Lassoed Forests: Random Forests with Adaptive Lasso Post-selection
Jing Shang, James Bannon, Benjamin Haibe-Kains, Robert Tibshirani
TL;DR
This work addresses bias and variance in tree ensembles by proposing Lassoed Forest, an adaptive framework that blends vanilla random forests with post‑selection forests through data‑driven weights learned via cross‑fitting. The authors establish theory showing how the relative performance of vanilla and post‑selection methods depends on the signal‑to‑noise ratio, and prove that the adaptive objective with offset strictly improves upon both benchmarks under certain conditions. They validate the approach with extensive simulations and real‑world biomedical datasets, demonstrating robust predictive gains and effective variable selection across regression, survival, and classification tasks. The method offers a practical, nonparametric tool that adapts to data characteristics while retaining interpretability and applicability to diverse domains.
Abstract
Random forests are a statistical learning technique that use bootstrap aggregation to average high-variance and low-bias trees.
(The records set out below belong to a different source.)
#![forbid(unsafe_code)]

//! Sankey (flow diagram) descriptors and plotly.js figures, built headlessly.
//!
//! The core operation is [`build_flow_diagram`]: category labels plus a dense
//! [`FlowMatrix`] become a [`FlowDiagram`] (flat node labels, parallel link arrays, colors).
//! [`FlowDiagram::to_figure`] wraps that in a [`Figure`] whose JSON is what `Plotly.newPlot`
//! expects. Layout and drawing are left to plotly.js.

pub mod builder;
pub mod color;
pub mod dataset;
pub mod error;
pub mod export;
pub mod figure;
pub mod matrix;
pub mod options;

pub use builder::{FlowDiagram, Link, LinkArrays, build_flow_diagram, concept_prediction_figure};
pub use color::{Palette, with_alpha};
pub use dataset::{DatasetSource, SankeyDataset, StaticSource};
pub use error::{Dimension, Error, Result};
pub use export::HtmlOptions;
pub use figure::{
    Arrangement, ColorSpec, Figure, Layout, NodeAlign, SankeyLink, SankeyNode, SankeyTrace,
};
pub use matrix::FlowMatrix;
pub use options::{FlowOptions, Theme};
use axum::extract::State;
use axum::response::Json;
use serde::{Deserialize, Serialize};

use crate::comparison::{CacheTotals, ComparisonEngine, JobSeries, JobSummary, SeriesMetric};
use crate::error::BenchError;
use crate::state::SharedState;

#[derive(Debug, Deserialize)]
pub struct CompareRequest {
    /// 2 to 5 job ids; the first completed one is the baseline unless
    /// `baseline` overrides it.
    pub ids: Vec<String>,
    #[serde(default)]
    pub baseline: Option<String>,
    /// Optional metric name to include per-iteration series for.
    #[serde(default)]
    pub series: Option<String>,
}

#[derive(Debug, Serialize)]
pub struct CompareResponse {
    pub baseline: String,
    pub summary: Vec<JobSummary>,
    pub cache_totals: Vec<CacheTotals>,
    #[serde(skip_serializing_if = "Option::is_none")]
    pub series: Option<Vec<JobSeries>>,
}

pub async fn compare(
    State(state): State<SharedState>,
    Json(req): Json<CompareRequest>,
) -> Result<Json<CompareResponse>, BenchError> {
    let mut engine = ComparisonEngine::load(&state.db, &req.ids)?;
    if let Some(baseline) = &req.baseline {
        engine.set_baseline(baseline)?;
    }

    let series = match &req.series {
        Some(name) => Some(engine.series(SeriesMetric::parse(name)?)),
        None => None,
    };

    Ok(Json(CompareResponse {
        baseline: engine.baseline_id().to_string(),
        summary: engine.summary(),
        cache_totals: engine.cache_totals(),
        series,
    }))
}
use chrono::Utc;
use rusqlite::{params, Connection, OptionalExtension};
use std::path::Path;
use std::sync::Mutex;

use crate::engine::{JobLogEntry, JobRecord, JobStatus, LogLevel, MetricRow};
use crate::error::BenchError;

/// Aggregate fields written once, at finalize.
#[derive(Debug, Clone, Default)]
pub struct JobAggregates {
    pub avg_response_time: f64,
    pub min_response_time: f64,
    pub max_response_time: f64,
    pub avg_memory_usage: i64,
    pub peak_memory_usage: i64,
    pub avg_db_queries: f64,
    pub total_db_queries: i64,
    pub cache_hits: i64,
    pub cache_misses: i64,
    pub cache_hit_rate: f64,
    pub avg_cpu_usage: f64,
}

pub struct BenchDb {
    conn: Mutex<Connection>,
}
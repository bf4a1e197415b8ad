use axum::http::StatusCode;
use axum::response::{IntoResponse, Response};

#[derive(Debug, thiserror::Error)]
pub enum BenchError {
    #[error("Unknown duration class: {0}")]
    InvalidDuration(String),

    #[error("Job not found: {0}")]
    JobNotFound(String),

    #[error("Select between 2 and 5 benchmarks to compare (got {0})")]
    InvalidSelectionCount(usize),

    #[error("At least 2 completed benchmarks are required for comparison ({0} resolved)")]
    InsufficientCompletedResults(usize),

    #[error("Unknown comparison metric: {0}")]
    UnknownMetric(String),

    #[error("Work unit failed: {0}")]
    WorkUnitFailure(String),

    #[error("Storage error: {0}")]
    Storage(#[from] rusqlite::Error),

    #[error("Job config error: {0}")]
    Config(#[from] serde_json::Error),

    #[error("IO error: {0}")]
    Io(#[from] std::io::Error),

    #[error("{0}")]
    Other(String),
}

impl IntoResponse for BenchError {
    fn into_response(self) -> Response {
        let status = match &self {
            BenchError::InvalidDuration(_)
            | BenchError::InvalidSelectionCount(_)
            | BenchError::InsufficientCompletedResults(_)
            | BenchError::UnknownMetric(_) => StatusCode::BAD_REQUEST,
            BenchError::JobNotFound(_) => StatusCode::NOT_FOUND,
            BenchError::WorkUnitFailure(_)
            | BenchError::Storage(_)
            | BenchError::Config(_)
            | BenchError::Io(_)
            | BenchError::Other(_) => StatusCode::INTERNAL_SERVER_ERROR,
        };

        let body = serde_json::json!({
            "error": self.to_string(),
        });

        (status, axum::Json(body)).into_response()
    }
}
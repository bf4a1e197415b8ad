use axum::extract::{Path, State};
use axum::response::Json;
use serde::{Deserialize, Serialize};

use super::MessageResponse;
use crate::engine::{
    DurationProfile, JobLogEntry, JobRecord, JobStatus, MetricRow, StartRequest,
};
use crate::error::BenchError;
use crate::state::SharedState;

// ============================================================================
// Request/Response types
// ============================================================================

/// Incremental poll cursor: the client sends the highest log id and metric
/// iteration it has seen and receives only what is newer.
#[derive(Debug, Default, Deserialize)]
pub struct PollRequest {
    #[serde(default)]
    pub last_log_id: i64,
    #[serde(default)]
    pub last_iteration: i64,
}

#[derive(Debug, Serialize)]
pub struct PollResponse {
    pub status: JobStatus,
    pub current_phase: String,
    pub phase_progress: u64,
    pub phase_total: u64,
    pub phases_remaining: usize,
    pub current_iteration: u64,
    pub total_iterations: i64,
    pub progress_percent: f64,
    pub stop_requested: bool,
    pub logs: Vec<JobLogEntry>,
    pub metrics: Vec<MetricRow>,
    pub last_log_id: i64,
    pub last_iteration: i64,
    /// Present once the job reaches a terminal state.
    #[serde(skip_serializing_if = "Option::is_none")]
    pub report: Option<serde_json::Value>,
    /// The finalized record with its aggregates, once terminal.
    #[serde(skip_serializing_if = "Option::is_none")]
    pub result: Option<JobRecord>,
}

#[derive(Debug, Serialize)]
pub struct JobDetail {
    #[serde(flatten)]
    pub job: JobRecord,
    pub config: serde_json::Value,
    pub report: Option<serde_json::Value>,
    pub metrics: Vec<MetricRow>,
}

// ============================================================================
// Handlers
// ============================================================================

pub async fn start_job(
    State(state): State<SharedState>,
    Json(req): Json<StartRequest>,
) -> Result<Json<JobRecord>, BenchError> {
    let job = state.engine().start_job(&req)?;
    Ok(Json(job))
}

/// The heartbeat of the whole system: each poll runs one chunk of the job
/// and reports progress plus any new logs and metrics.
pub async fn poll_job(
    State(state): State<SharedState>,
    Path(id): Path<String>,
    Json(req): Json<PollRequest>,
) -> Result<Json<PollResponse>, BenchError> {
    let lock = state.job_lock(&id);
    let _guard = lock.lock().await;

    let outcome = state.engine().process_chunk(&id)?;
    let job = state
        .db
        .get_job(&id)?
        .ok_or_else(|| BenchError::JobNotFound(id.clone()))?;

    let logs = state.db.get_logs_since(&id, req.last_log_id)?;
    let metrics = state.db.get_metrics_since(&id, req.last_iteration)?;
    let last_log_id = logs.last().map(|l| l.id).unwrap_or(req.last_log_id);
    let last_iteration = metrics
        .last()
        .map(|m| m.iteration)
        .unwrap_or(req.last_iteration);

    let progress_percent = if job.total_iterations > 0 {
        (outcome.total_completed as f64 / job.total_iterations as f64 * 100.0).min(100.0)
    } else {
        0.0
    };
    let (report, result) = if outcome.status.is_terminal() {
        (job.report(), Some(job.clone()))
    } else {
        (None, None)
    };

    Ok(Json(PollResponse {
        status: outcome.status,
        current_phase: outcome.current_phase,
        phase_progress: outcome.phase_progress,
        phase_total: outcome.phase_total,
        phases_remaining: outcome.phases_remaining,
        current_iteration: outcome.total_completed,
        total_iterations: job.total_iterations,
        progress_percent,
        stop_requested: job.stop_requested,
        logs,
        metrics,
        last_log_id,
        last_iteration,
        report,
        result,
    }))
}

/// Request a cooperative stop. The job actually stops on its next poll.
pub async fn stop_job(
    State(state): State<SharedState>,
    Path(id): Path<String>,
) -> Result<Json<MessageResponse>, BenchError> {
    if !state.db.request_stop(&id)? {
        return Err(BenchError::JobNotFound(id));
    }
    Ok(Json(MessageResponse {
        ok: true,
        message: "Stop requested; the job will finalize on its next poll".into(),
    }))
}

pub async fn list_jobs(
    State(state): State<SharedState>,
) -> Result<Json<Vec<JobRecord>>, BenchError> {
    Ok(Json(state.db.list_jobs()?))
}

pub async fn get_job(
    State(state): State<SharedState>,
    Path(id): Path<String>,
) -> Result<Json<JobDetail>, BenchError> {
    let job = state
        .db
        .get_job(&id)?
        .ok_or_else(|| BenchError::JobNotFound(id.clone()))?;
    let config = serde_json::from_str(&job.config_json)?;
    let report = job.report();
    let metrics = state.db.get_metrics(&id)?;
    Ok(Json(JobDetail {
        job,
        config,
        report,
        metrics,
    }))
}

pub async fn delete_job(
    State(state): State<SharedState>,
    Path(id): Path<String>,
) -> Result<Json<MessageResponse>, BenchError> {
    if !state.db.delete_job(&id)? {
        return Err(BenchError::JobNotFound(id));
    }
    state.drop_job_lock(&id);
    Ok(Json(MessageResponse {
        ok: true,
        message: "Job deleted".into(),
    }))
}

pub async fn list_durations() -> Json<&'static [DurationProfile]> {
    Json(DurationProfile::all())
}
Improvements to random forests, such as applying Lasso regression to the tree predictions, have been proposed in order to reduce model bias. However, these changes can sometimes degrade performance (e.g., an increase in mean squared error). In this paper, we show in theory that the relative performance of these two methods, standard and Lasso-weighted random forests, depends on the signal-to-noise ratio. We further propose a unified framework to combine random forests and Lasso selection by applying adaptive weighting and show mathematically that it can strictly outperform the other two methods. We compare the three methods through simulation, including bias-variance decomposition, error estimates evaluation, and variable importance analysis. We also show the versatility of our method by applications to a variety of real-world datasets.